As you would expect from a straightforward proposition like window cleaning, a business in this area does not carry sky high start-up costs. But even if you aim to set up your business with as little investment as possible, there is more to consider than sponges and buckets. “There are certain items that will need to be paid for upfront, such as insurance and training,” advises Damian Whittaker of the British Window Cleaning Academy. “And you will also need to pay equipment and vehicle lease deposits.”
Starting out, you’ll still need to consider the cost of following:
- A vehicle
- Public Liability Insurance
- Logo design/marketing
It’s a good idea to decide how big you want your company to be, too. You can start off very small (just yourself), but no matter how small you are to begin with you should build your brand on what you expect to achieve. Because as workable as a micro business is, a bucket and ladder will not get you very far: it is worth considering your strategy and long-term goals before launching into things. “You can grow from small beginnings, but you will hamstring yourself,” Christopher Turner of The London Window Cleaner explains, ”because you’ll be limited to one kind of client. Somebody who starts out by investing a couple of hundred quid in a ladder and a bucket and a squeegee won’t really have the potential to grow.”
So although you can buy equipment for as little as £100, you should allow for an initial investment of a few thousand pounds in your venture. Even if you plan to start off on the lowest rung, some backing will allow you to invest in training and marketing, and to grow. When Christopher started out, for example, he says he had ‘reasonable’ backing in terms of cash. So straight off, he was able to purchase a number of vehicles and to invest in a website and logos for his vans. This route comes recommended as it sets your business up on a firm footing. “Again, it depends on the kind of company you want,” he says. “If you want a turnover of a million quid in three or four years, you’re going to have to pitch yourself that way.”
Visibility is important for a window cleaning company. Consider how you will achieve this: through marketing, through painting your vans, or perhaps by creating an impressive website and online presence? Christopher took the name The London Window Cleaner some six months after starting up the company, and then worked very hard to ensure that the website was top of Google rankings, for instance. “So now, if you Google London Window Cleaner, you’re sure to come across our site,” he says. “We do no advertising, and have no advertising budget. We just operate from our website. So our company name and our profile on the internet is absolutely crucial.”
At the start, you will have to go out, and work hard to get your name out there. It can take time. For The London Window Cleaner, it took probably two years to get that investment back. “Nowadays,” Christopher says, “companies call us and we to come in and give a quote. But we do very little active marketing because of the position we worked to establish in the market.”
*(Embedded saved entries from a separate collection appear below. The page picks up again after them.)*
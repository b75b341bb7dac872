//! Bot settings loaded from a JSON file.
//!
//! The settings file looks like:
//!
//! ```json
//! {
//!   "tlg_token": "123456:ABC-DEF",
//!   "server": "https://astra.example.com",
//!   "api_token": "secret",
//!   "accepted_users": ["alice", "bob"]
//! }
//! ```
//!
//! `accepted_users` is optional. When it is present and non-empty only the
//! listed Telegram usernames may talk to the bot.
//!
//! # Environment Variables
//!
//! - `SENTA_TLG_TOKEN`: overrides `tlg_token`
//! - `SENTA_API_TOKEN`: overrides `api_token`

use std::fmt;
use std::path::Path;

use serde::{Deserialize, Serialize};
use tracing::{debug, info};

use crate::error::{ConfigError, Result};

/// Environment variable overriding the Telegram bot token.
pub const TLG_TOKEN_ENV: &str = "SENTA_TLG_TOKEN";

/// Environment variable overriding the remote API key.
pub const API_TOKEN_ENV: &str = "SENTA_API_TOKEN";

/// Path of the process API relative to the server root.
pub const API_URL_SUFFIX: &str = "rest/api/v1";

/// Immutable bot settings.
///
/// Built once at startup and shared behind an `Arc` by the client and the
/// dispatcher.
#[derive(Clone, PartialEq, Eq, Serialize, Deserialize)]
pub struct Settings {
    /// Telegram bot token from @BotFather.
    pub tlg_token: String,
    /// Base URL of the remote process API, e.g. `https://host:8080`.
    pub server: String,
    /// Key sent in the `api_key` header of every remote call.
    pub api_token: String,
    /// Usernames allowed to use the bot. Empty means everyone.
    #[serde(default)]
    pub accepted_users: Vec<String>,
}

impl Settings {
    /// Load settings from a JSON file.
    pub fn load(path: impl AsRef<Path>) -> Result<Self> {
        let path = path.as_ref();
        if !path.exists() {
            return Err(ConfigError::NotFound(path.to_path_buf()));
        }

        let content = std::fs::read_to_string(path)?;
        let settings = Self::from_json(&content)?;

        info!(
            path = %path.display(),
            server = %settings.server,
            accepted_users = settings.accepted_users.len(),
            "Loaded settings"
        );
        Ok(settings)
    }

    /// Parse settings from a JSON document.
    pub fn from_json(content: &str) -> Result<Self> {
        Ok(serde_json::from_str(content)?)
    }

    /// Apply `SENTA_TLG_TOKEN` / `SENTA_API_TOKEN` from the process environment.
    pub fn apply_env_overrides(&mut self) {
        self.apply_overrides_from(|key| std::env::var(key).ok());
    }

    /// Apply overrides using `lookup` to resolve variable names.
    ///
    /// Empty values are ignored.
    pub fn apply_overrides_from<F>(&mut self, lookup: F)
    where
        F: Fn(&str) -> Option<String>,
    {
        if let Some(token) = lookup(TLG_TOKEN_ENV).filter(|v| !v.is_empty()) {
            debug!(var = TLG_TOKEN_ENV, "Overriding tlg_token from environment");
            self.tlg_token = token;
        }
        if let Some(token) = lookup(API_TOKEN_ENV).filter(|v| !v.is_empty()) {
            debug!(var = API_TOKEN_ENV, "Overriding api_token from environment");
            self.api_token = token;
        }
    }

    /// Check that the fields the bot cannot run without are set.
    pub fn validate(&self) -> Result<()> {
        if self.tlg_token.trim().is_empty() {
            return Err(ConfigError::Invalid("tlg_token is empty".into()));
        }
        if self.server.trim().is_empty() {
            return Err(ConfigError::Invalid("server is empty".into()));
        }
        Ok(())
    }

    /// Whether a user may use the bot.
    ///
    /// With a non-empty allow-list a missing username is never accepted.
    pub fn is_accepted(&self, username: Option<&str>) -> bool {
        if self.accepted_users.is_empty() {
            return true;
        }
        match username {
            Some(name) => self.accepted_users.iter().any(|u| u == name),
            None => false,
        }
    }

    /// Root URL of the process API: `{server}/rest/api/v1`.
    pub fn api_base_url(&self) -> String {
        format!("{}/{}", self.server.trim_end_matches('/'), API_URL_SUFFIX)
    }
}

impl fmt::Debug for Settings {
    fn fmt(&self, f: &mut fmt::Formatter<'_>) -> fmt::Result {
        f.debug_struct("Settings")
            .field("tlg_token", &mask_token(&self.tlg_token))
            .field("server", &self.server)
            .field("api_token", &mask_token(&self.api_token))
            .field("accepted_users", &self.accepted_users)
            .finish()
    }
}

/// Mask a secret for logging: first 4 and last 4 characters, or `***` when short.
pub fn mask_token(token: &str) -> String {
    let chars: Vec<char> = token.chars().collect();
    if chars.len() <= 11 {
        return "***".to_string();
    }
    let head: String = chars[..4].iter().collect();
    let tail: String = chars[chars.len() - 4..].iter().collect();
    format!("{}***{}", head, tail)
}
//! Error types for remote API calls.

use thiserror::Error;

/// Errors returned by the remote process API client.
#[derive(Debug, Error)]
pub enum RemoteError {
    /// The request could not be sent or the response could not be read.
    #[error("HTTP request failed: {0}")]
    Http(String),

    /// The server answered with a status other than 200 or 201.
    #[error("request failed with status {status}{}", body_suffix(.body))]
    Status {
        /// HTTP status code.
        status: u16,
        /// Raw response body.
        body: String,
    },

    /// The response body is not the expected JSON.
    #[error("failed to decode response: {0}")]
    Decode(String),

    /// The server does not know the requested process.
    #[error("process not found")]
    ProcessNotFound,
}

impl RemoteError {
    /// Whether this is the "process not found" condition.
    pub fn is_not_found(&self) -> bool {
        matches!(self, Self::ProcessNotFound)
    }
}

fn body_suffix(body: &str) -> String {
    let body = body.trim();
    if body.is_empty() {
        String::new()
    } else {
        format!(": {}", body)
    }
}

impl From<reqwest::Error> for RemoteError {
    fn from(e: reqwest::Error) -> Self {
        RemoteError::Http(e.to_string())
    }
}

/// Result type for remote API operations.
pub type Result<T> = std::result::Result<T, RemoteError>;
In the early stages, especially if your focus is residential, some footwork will not go amiss either. Damien Whittaker of the BWCA believes flyer posting is a good way to spread the word. And there are advantages to canvassing in person too: “By knocking on the doors of householders, you have an opportunity to promote and offer your service face-to-face and then to immediately answer any questions that may come up,” he explains. “There’s no doubt that it is one of the most effective ways to build a residential window cleaning round quickly.” Be aware, this can be done any time after 9am but you should avoid doorstepping later than 7pm at night.
The BWCA also has it’s own accreditation programme called ClearChoice. Damien says ClearChoice members can use their membership card and online profile to help them win new business.